== DATA EXTRACTS ==
>>>
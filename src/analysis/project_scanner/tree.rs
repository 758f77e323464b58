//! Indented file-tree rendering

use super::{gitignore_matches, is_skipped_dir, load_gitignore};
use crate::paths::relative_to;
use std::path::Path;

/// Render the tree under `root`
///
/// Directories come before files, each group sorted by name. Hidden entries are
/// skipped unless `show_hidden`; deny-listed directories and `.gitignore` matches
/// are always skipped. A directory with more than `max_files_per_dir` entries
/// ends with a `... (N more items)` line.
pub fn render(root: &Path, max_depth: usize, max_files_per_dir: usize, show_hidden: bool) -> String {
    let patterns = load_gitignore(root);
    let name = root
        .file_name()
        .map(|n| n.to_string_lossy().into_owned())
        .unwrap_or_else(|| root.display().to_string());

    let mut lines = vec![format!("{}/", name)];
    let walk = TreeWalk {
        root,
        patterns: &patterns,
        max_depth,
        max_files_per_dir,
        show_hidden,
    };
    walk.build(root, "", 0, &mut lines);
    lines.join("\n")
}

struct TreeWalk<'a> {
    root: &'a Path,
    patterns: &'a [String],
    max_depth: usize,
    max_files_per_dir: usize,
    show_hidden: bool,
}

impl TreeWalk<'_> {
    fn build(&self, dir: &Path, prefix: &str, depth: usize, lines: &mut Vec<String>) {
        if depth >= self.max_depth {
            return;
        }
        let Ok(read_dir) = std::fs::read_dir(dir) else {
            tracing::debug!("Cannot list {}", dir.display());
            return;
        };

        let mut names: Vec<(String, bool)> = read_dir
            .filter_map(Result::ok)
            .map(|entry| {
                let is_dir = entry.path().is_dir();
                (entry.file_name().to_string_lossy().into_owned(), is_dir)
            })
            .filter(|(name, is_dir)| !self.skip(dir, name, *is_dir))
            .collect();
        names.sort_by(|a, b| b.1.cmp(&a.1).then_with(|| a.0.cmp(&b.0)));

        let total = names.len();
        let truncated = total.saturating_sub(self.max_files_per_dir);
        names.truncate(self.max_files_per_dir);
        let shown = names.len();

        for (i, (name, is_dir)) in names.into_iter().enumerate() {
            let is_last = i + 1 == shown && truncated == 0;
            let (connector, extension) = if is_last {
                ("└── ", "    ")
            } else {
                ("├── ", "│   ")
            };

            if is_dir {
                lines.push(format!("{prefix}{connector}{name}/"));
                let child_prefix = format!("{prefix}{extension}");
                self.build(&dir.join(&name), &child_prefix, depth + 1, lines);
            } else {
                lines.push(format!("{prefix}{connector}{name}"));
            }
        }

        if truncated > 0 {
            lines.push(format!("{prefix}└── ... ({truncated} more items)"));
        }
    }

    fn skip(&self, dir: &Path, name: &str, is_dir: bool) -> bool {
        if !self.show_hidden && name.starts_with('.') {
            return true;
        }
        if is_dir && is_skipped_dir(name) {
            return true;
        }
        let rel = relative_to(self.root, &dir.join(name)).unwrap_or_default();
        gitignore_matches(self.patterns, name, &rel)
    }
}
<<<
>>>
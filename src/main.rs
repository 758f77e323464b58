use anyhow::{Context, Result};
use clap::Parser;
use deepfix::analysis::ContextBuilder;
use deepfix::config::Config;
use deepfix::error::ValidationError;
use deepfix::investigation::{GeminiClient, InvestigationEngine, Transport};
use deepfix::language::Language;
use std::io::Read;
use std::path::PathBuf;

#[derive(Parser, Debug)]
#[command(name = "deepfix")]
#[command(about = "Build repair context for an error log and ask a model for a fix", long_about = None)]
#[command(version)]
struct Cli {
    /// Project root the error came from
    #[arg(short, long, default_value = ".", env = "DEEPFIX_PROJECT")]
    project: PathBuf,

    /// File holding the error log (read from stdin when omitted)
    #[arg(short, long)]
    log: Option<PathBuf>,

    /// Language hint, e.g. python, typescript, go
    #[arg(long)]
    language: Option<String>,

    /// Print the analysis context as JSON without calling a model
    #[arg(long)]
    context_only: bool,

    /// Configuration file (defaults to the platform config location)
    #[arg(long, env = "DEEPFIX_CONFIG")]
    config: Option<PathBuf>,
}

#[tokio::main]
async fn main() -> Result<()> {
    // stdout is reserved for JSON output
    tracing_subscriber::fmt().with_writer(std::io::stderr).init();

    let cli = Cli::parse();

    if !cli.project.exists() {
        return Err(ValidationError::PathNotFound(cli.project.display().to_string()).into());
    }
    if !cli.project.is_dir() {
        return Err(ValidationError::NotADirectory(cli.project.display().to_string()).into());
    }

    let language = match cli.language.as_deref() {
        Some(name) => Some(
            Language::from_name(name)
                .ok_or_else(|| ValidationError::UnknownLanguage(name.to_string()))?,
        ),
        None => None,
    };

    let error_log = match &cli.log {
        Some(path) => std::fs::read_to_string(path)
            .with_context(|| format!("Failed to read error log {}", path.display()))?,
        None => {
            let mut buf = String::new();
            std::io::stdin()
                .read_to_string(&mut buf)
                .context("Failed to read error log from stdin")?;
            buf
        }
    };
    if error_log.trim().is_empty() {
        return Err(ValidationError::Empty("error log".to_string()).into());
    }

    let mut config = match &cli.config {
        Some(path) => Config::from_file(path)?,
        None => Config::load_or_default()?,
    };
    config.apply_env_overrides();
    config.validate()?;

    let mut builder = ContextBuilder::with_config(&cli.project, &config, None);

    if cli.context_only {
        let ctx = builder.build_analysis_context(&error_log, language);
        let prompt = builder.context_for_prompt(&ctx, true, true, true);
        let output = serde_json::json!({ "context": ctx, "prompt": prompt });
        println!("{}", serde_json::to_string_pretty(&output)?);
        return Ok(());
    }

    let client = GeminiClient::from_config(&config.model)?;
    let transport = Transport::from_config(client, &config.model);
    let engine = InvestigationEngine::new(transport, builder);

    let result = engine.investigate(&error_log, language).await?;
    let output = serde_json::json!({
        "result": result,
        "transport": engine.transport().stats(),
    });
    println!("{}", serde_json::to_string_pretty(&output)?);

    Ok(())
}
<<<
== REQUIRED WORK ==
All lines of the data that hold "Failed" need to be copied.

== SOLUTION FOR THIS TASK ==
            .with_context(|| format!("Failed to read error log {}", path.display()))?,
                .context("Failed to read error log from stdin")?;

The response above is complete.